Dana Zook, NW OK Area Livestock Specialist

 

Spring is my absolute favorite time of year. The weather warms up, I’m able to get out in my garden, and my kids go outside with minimal footwear (moms everywhere know what I mean). For my day job, spring is the beginning of a new forage production season. “Green-up” is an exciting time but it’s important to avoid grazing or haying too early. With the next grazing season around the corner, let’s review some best management practices for our native grass.

 

 

Let’s start by addressing native hay meadows. From a hay production standpoint, the key to managing native hay meadows is to maintain the balance between forage yield and forage quality (Native Hay Meadow Management, NREM-2891). Unfortunately, these two things never occur at the same time. Highest forage yield is in August while forage quality (protein and energy) peaks sometime in May.

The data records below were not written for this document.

// ============================================================================
// Token Repository Implementations
// ============================================================================

impl PasswordResetTokenRepository for PgAccountRepository {
    async fn create(&self, token: &PasswordResetToken) -> AccountResult<()> {
        sqlx::query(
            r#"
            INSERT INTO password_reset_tokens (
                token_hash,
                user_id,
                expires_at,
                created_at,
                updated_at,
                is_deleted
            ) VALUES ($1, $2, $3, $4, $4, $5)
            "#,
        )
        .bind(token.token_hash.as_bytes().as_slice())
        .bind(token.user_id.as_uuid())
        .bind(token.expires_at)
        .bind(token.created_at)
        .bind(ACTIVE)
        .execute(&self.pool)
        .await?;

        Ok(())
    }

    async fn find_by_hash(&self, hash: &TokenHash) -> AccountResult<Option<PasswordResetToken>> {
        let row = sqlx::query_as::<_, PasswordResetTokenRow>(
            r#"
            SELECT token_hash, user_id, expires_at, created_at
            FROM password_reset_tokens
            WHERE token_hash = $1 AND is_deleted = $2
            "#,
        )
        .bind(hash.as_bytes().as_slice())
        .bind(ACTIVE)
        .fetch_optional(&self.pool)
        .await?;

        row.map(PasswordResetTokenRow::into_token).transpose()
    }

    async fn delete(&self, hash: &TokenHash) -> AccountResult<bool> {
        let result = sqlx::query(
            "UPDATE password_reset_tokens SET is_deleted = $2, updated_at = $3 WHERE token_hash = $1 AND is_deleted = $4",
        )
        .bind(hash.as_bytes().as_slice())
        .bind(DELETED)
        .bind(Utc::now())
        .bind(ACTIVE)
        .execute(&self.pool)
        .await?;

        Ok(result.rows_affected() > 0)
    }

    async fn delete_all_for_user(&self, user_id: &UserId) -> AccountResult<u64> {
        let result = sqlx::query(
            "UPDATE password_reset_tokens SET is_deleted = $2, updated_at = $3 WHERE user_id = $1 AND is_deleted = $4",
        )
        .bind(user_id.as_uuid())
        .bind(DELETED)
        .bind(Utc::now())
        .bind(ACTIVE)
        .execute(&self.pool)
        .await?;

        Ok(result.rows_affected())
    }
}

This guide recommends cutting meadows to no less than 4 inches to avoid cutting the plant growing points, which are elevated late in the season. I mention this because it is very possible to run hay-cutting equipment close to the ground and damage production potential for the plants the following year. If using native grass for hay, it’s ideal to cut in early July. Unfortunately, it’s very common to hay native meadows late in the season. This not only damages the plant structure and species diversity but also produces a low-quality hay product.

 

 

In native plant communities, 70% of the production occurs before July ^1st. Whether hayed or grazed, native plant communities are slow to re-grow. That being said, optimal forage utilization within a grazing system requires a balance of early year grazing with the ability to stockpile a portion of the forages for grazing in late summer and fall. Grazing initiation is very similar to native hay meadow management. Don’t graze too early to minimize impacting future production. There is value to taking advantage of increased forage quality early in the season, however that impacts production later in the season. For this reason, it’s best to be able to utilize several different grazing areas and/or apply a light stocking rate to gain year-round or season long grazing.

 

The most productive livestock enterprises in our industry have a strategic plan to manage forages, utilizing annual and perennial sources for our livestock and minimizing expensive hay use. No one type of forage can be grown year-round in Oklahoma so it’s important to have diverse grazing options for a livestock enterprise.

 

One of the best grazing practices is to evaluate your stocking rate. Oklahoma State University Extension educators across the state are becoming more familiar with the Rangelands Analysis Platform (RAP) to evaluate stocking rate and woody encroachment. The RAP includes a stocking rate calculator that can evaluate a property for the proper stocking density. This tool can get very specific by using the animal size and grazing days to determine the average stocking rate based on historical forage production. Overgrazing doesn’t just impact one year of forage production rather, impacting the future stand of native grass for several years. If damage has occurred due to overgrazing or cutting the forages too low, producers may see a variety of undesirable plants start to grow with a loss in the native plant diversity. If you are interested in evaluating your stocking rate, look up your Extension educator for more information.

 

To wrap up, if you are interested in another management for range and pasture, consider attending the upcoming Musk Thistle Roundup held in Jet, OK on May 9th at 9AM. Here you can learn about the different ways to control musk thistles and then collect musk thistle weevils that you can take home and distribute in your own problem areas. To sign up and to get more information contact Alfalfa County Extension at 580-596-3131. Enjoy this spring season!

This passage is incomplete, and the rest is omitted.